[Stored data]
= Beginning of Section =

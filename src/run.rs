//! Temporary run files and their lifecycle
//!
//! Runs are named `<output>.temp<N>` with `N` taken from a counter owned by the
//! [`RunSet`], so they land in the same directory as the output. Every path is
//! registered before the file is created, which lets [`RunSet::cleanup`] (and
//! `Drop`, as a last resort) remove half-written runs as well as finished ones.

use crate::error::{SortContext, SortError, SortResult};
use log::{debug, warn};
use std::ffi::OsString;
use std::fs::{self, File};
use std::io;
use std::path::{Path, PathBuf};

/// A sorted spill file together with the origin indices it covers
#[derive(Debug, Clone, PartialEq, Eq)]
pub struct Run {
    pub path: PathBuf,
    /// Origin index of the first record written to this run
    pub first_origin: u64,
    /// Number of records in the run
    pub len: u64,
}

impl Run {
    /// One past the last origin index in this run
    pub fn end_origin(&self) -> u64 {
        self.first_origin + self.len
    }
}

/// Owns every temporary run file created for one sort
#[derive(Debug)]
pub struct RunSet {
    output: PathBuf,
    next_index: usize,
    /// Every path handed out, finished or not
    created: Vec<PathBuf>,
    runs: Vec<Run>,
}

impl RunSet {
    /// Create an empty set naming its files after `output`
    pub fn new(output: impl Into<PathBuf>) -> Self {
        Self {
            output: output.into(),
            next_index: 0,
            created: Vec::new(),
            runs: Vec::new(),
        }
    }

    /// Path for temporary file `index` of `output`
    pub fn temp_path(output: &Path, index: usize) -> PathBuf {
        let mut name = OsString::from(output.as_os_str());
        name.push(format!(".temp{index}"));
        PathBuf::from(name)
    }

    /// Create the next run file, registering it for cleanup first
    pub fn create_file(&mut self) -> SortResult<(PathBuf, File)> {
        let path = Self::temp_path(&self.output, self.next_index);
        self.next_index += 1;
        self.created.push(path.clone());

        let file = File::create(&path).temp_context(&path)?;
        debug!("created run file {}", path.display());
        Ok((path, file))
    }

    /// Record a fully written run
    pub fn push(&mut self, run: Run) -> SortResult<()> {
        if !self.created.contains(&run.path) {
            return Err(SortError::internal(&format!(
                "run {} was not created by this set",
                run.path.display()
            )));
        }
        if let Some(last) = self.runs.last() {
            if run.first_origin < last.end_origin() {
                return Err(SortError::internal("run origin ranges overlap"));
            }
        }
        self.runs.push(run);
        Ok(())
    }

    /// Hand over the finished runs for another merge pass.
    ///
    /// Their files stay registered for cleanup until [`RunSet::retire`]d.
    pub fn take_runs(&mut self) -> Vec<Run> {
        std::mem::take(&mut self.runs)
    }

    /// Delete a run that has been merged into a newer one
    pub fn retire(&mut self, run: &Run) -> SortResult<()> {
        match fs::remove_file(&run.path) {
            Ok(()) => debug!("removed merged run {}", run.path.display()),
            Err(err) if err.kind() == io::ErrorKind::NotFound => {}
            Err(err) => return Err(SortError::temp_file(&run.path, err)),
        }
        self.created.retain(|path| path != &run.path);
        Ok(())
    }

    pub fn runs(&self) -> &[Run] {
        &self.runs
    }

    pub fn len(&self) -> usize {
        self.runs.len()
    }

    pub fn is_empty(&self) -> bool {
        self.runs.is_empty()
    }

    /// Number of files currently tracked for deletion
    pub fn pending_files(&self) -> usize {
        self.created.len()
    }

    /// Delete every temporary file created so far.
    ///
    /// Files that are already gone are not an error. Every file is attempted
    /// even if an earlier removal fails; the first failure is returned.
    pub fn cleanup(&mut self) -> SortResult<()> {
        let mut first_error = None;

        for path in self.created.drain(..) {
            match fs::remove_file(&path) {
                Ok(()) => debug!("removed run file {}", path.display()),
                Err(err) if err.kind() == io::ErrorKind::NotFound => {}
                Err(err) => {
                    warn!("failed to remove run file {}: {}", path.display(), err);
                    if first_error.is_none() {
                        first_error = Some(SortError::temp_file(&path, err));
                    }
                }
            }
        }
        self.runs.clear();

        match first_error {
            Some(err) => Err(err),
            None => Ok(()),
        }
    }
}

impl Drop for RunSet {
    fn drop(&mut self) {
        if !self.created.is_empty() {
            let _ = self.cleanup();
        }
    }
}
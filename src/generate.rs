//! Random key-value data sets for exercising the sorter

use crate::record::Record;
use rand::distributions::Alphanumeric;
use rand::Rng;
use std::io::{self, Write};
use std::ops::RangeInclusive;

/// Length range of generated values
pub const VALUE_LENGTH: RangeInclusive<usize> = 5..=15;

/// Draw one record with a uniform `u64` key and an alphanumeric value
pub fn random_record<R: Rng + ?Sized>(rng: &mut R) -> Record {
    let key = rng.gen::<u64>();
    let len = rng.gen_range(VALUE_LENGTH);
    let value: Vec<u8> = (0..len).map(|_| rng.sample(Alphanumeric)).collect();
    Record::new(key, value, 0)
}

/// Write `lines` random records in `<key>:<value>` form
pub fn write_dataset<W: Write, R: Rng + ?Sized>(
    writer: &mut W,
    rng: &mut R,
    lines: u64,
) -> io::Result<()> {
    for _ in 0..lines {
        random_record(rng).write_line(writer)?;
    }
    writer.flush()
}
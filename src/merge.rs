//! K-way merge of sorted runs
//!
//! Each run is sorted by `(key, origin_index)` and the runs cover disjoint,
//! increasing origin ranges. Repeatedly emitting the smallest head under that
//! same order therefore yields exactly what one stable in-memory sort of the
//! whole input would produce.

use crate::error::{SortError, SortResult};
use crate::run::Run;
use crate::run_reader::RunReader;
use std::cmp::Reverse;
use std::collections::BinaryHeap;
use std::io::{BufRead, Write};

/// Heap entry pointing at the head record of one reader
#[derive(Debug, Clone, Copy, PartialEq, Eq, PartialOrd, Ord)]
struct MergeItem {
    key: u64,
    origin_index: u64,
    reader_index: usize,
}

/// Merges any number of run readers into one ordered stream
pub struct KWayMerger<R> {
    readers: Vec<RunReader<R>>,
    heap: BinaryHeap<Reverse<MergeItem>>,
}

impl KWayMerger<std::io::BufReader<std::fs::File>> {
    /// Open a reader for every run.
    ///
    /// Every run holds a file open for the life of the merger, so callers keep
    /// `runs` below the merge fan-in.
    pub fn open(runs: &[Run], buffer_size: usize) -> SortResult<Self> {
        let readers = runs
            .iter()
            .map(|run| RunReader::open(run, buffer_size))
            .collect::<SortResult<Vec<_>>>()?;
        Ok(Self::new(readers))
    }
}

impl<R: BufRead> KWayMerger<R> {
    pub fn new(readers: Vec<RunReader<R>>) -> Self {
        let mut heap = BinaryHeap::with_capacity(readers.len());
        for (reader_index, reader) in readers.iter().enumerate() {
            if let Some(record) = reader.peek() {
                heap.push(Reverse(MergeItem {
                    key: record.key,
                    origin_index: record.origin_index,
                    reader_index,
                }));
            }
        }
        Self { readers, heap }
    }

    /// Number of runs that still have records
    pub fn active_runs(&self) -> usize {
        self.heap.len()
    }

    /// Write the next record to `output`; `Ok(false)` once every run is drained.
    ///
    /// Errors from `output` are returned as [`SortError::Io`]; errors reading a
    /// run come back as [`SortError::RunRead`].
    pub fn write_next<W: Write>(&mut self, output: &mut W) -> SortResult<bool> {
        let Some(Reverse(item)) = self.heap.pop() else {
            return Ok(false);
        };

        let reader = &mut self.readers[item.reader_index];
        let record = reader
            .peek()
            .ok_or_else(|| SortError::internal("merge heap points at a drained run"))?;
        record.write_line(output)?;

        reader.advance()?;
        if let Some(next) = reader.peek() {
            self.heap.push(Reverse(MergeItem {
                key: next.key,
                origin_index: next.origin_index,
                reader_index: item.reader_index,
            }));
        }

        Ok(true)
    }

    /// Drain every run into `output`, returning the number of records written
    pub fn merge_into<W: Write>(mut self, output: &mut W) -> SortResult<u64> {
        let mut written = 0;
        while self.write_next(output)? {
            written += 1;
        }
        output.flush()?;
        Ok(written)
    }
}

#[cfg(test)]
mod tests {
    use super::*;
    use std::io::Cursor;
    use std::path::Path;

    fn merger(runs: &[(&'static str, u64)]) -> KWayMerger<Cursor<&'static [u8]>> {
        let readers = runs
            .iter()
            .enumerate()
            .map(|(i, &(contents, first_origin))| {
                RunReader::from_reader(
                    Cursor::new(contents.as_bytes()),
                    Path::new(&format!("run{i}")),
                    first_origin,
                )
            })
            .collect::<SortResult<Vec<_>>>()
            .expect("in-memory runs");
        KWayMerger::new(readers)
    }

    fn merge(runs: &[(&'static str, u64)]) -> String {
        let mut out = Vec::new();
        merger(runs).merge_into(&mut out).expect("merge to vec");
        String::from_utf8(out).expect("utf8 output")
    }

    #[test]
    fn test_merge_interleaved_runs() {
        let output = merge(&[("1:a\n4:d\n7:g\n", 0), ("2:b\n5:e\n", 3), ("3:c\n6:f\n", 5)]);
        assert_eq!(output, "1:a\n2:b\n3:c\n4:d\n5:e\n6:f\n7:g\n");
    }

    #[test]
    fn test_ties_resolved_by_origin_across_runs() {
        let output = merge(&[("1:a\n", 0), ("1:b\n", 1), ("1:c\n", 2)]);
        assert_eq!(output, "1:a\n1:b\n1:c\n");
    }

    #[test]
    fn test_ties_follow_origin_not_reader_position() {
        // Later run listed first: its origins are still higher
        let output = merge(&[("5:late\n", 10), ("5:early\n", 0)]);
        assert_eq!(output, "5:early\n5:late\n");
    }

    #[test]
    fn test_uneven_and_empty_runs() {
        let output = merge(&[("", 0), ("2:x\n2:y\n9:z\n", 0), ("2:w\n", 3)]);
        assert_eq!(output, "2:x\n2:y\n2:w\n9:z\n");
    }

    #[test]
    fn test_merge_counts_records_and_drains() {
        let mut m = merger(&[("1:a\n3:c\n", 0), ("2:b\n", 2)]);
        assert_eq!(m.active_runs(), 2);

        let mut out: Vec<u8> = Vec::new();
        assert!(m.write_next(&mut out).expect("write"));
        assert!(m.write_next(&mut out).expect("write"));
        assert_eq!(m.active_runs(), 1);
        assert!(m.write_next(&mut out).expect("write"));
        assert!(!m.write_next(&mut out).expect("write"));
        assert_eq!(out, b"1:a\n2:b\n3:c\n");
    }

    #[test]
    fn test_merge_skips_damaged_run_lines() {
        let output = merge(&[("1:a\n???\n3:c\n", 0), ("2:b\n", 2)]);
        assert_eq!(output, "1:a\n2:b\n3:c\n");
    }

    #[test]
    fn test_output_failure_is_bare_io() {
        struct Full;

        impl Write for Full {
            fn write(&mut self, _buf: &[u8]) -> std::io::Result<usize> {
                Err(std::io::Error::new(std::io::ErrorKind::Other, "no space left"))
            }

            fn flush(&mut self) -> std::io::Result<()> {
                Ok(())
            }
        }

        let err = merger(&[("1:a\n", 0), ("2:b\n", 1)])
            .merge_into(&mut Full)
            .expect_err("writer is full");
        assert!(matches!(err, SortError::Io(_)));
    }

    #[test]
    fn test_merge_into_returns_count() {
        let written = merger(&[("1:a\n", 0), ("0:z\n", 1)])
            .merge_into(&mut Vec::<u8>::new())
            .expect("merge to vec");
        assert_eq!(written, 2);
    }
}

= End of Section =

◆ EXERCISE BRIEF:
How many lines in the data contain the string "retire"? Respond with the number only.

◆ COMPLETED EXERCISE:
2